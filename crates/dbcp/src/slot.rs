//! Statement slots shared between the cache and statement proxies.

use std::sync::Arc;
use std::sync::atomic::{AtomicU8, Ordering};

use crate::error::Result;
use crate::statement::Statement;

/// Availability of a cache-managed statement.
#[derive(Debug, Clone, Copy, PartialEq, Eq)]
#[repr(u8)]
pub enum SlotState {
    /// Resident in the cache and free for the next lookup.
    Available = 0,
    /// Resident in the cache and owned by exactly one proxy.
    InUse = 1,
    /// Removed from the cache. Whoever holds it last performs the real close.
    Evicted = 2,
}

impl SlotState {
    fn from_u8(raw: u8) -> Self {
        match raw {
            0 => Self::Available,
            1 => Self::InUse,
            _ => Self::Evicted,
        }
    }
}

/// One raw statement plus its availability state.
///
/// A slot without state is not cache-managed: its statement is really
/// closed when the owning proxy is closed.
pub struct StatementSlot<S> {
    statement: Arc<S>,
    state: Option<AtomicU8>,
}

impl<S> StatementSlot<S> {
    /// A cache-managed slot, in use by its creator.
    pub fn cached(statement: Arc<S>) -> Self {
        Self {
            statement,
            state: Some(AtomicU8::new(SlotState::InUse as u8)),
        }
    }

    /// A slot that is not managed by any cache.
    pub fn unmanaged(statement: Arc<S>) -> Self {
        Self {
            statement,
            state: None,
        }
    }

    /// The raw statement.
    pub fn statement(&self) -> &Arc<S> {
        &self.statement
    }

    /// Current state, `None` for unmanaged slots.
    pub fn state(&self) -> Option<SlotState> {
        self.state
            .as_ref()
            .map(|s| SlotState::from_u8(s.load(Ordering::SeqCst)))
    }

    /// Whether the slot was created by a cache.
    pub fn is_cache_managed(&self) -> bool {
        self.state.is_some()
    }

    /// `Available -> InUse`. Exactly one concurrent caller succeeds.
    pub(crate) fn try_take(&self) -> bool {
        self.transition(SlotState::Available, SlotState::InUse)
    }

    /// `InUse -> Available`. Fails for evicted and unmanaged slots.
    pub(crate) fn try_release(&self) -> bool {
        self.transition(SlotState::InUse, SlotState::Available)
    }

    /// Mark the slot as removed from the cache, returning the previous state.
    pub(crate) fn evict(&self) -> Option<SlotState> {
        self.state
            .as_ref()
            .map(|s| SlotState::from_u8(s.swap(SlotState::Evicted as u8, Ordering::SeqCst)))
    }

    fn transition(&self, from: SlotState, to: SlotState) -> bool {
        self.state.as_ref().is_some_and(|s| {
            s.compare_exchange(from as u8, to as u8, Ordering::SeqCst, Ordering::SeqCst)
                .is_ok()
        })
    }
}

impl<S> std::fmt::Debug for StatementSlot<S> {
    fn fmt(&self, f: &mut std::fmt::Formatter<'_>) -> std::fmt::Result {
        f.debug_struct("StatementSlot")
            .field("state", &self.state())
            .finish_non_exhaustive()
    }
}

/// A slot removed from the cache, awaiting destruction.
#[derive(Debug)]
pub struct Evicted<S> {
    slot: Arc<StatementSlot<S>>,
    previous: Option<SlotState>,
}

impl<S> Evicted<S> {
    pub(crate) fn new(slot: Arc<StatementSlot<S>>, previous: Option<SlotState>) -> Self {
        Self { slot, previous }
    }

    /// The removed slot.
    pub fn slot(&self) -> &Arc<StatementSlot<S>> {
        &self.slot
    }

    /// Whether nobody owned the statement at removal time.
    ///
    /// An in-use statement is closed by its proxy instead.
    pub fn was_available(&self) -> bool {
        self.previous == Some(SlotState::Available)
    }
}

impl<S: Statement> Evicted<S> {
    /// Close the raw statement if nobody owned it at removal time.
    ///
    /// Returns whether the real close ran.
    pub async fn destroy(self) -> Result<bool> {
        if !self.was_available() {
            return Ok(false);
        }
        self.slot.statement.close().await?;
        Ok(true)
    }
}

★ ★ ★

[Instructions for the task]: Go through the listing, find each line with the word "nobody", and copy it.

[Result of the exercise]:
    /// Whether nobody owned the statement at removal time.
    /// Close the raw statement if nobody owned it at removal time.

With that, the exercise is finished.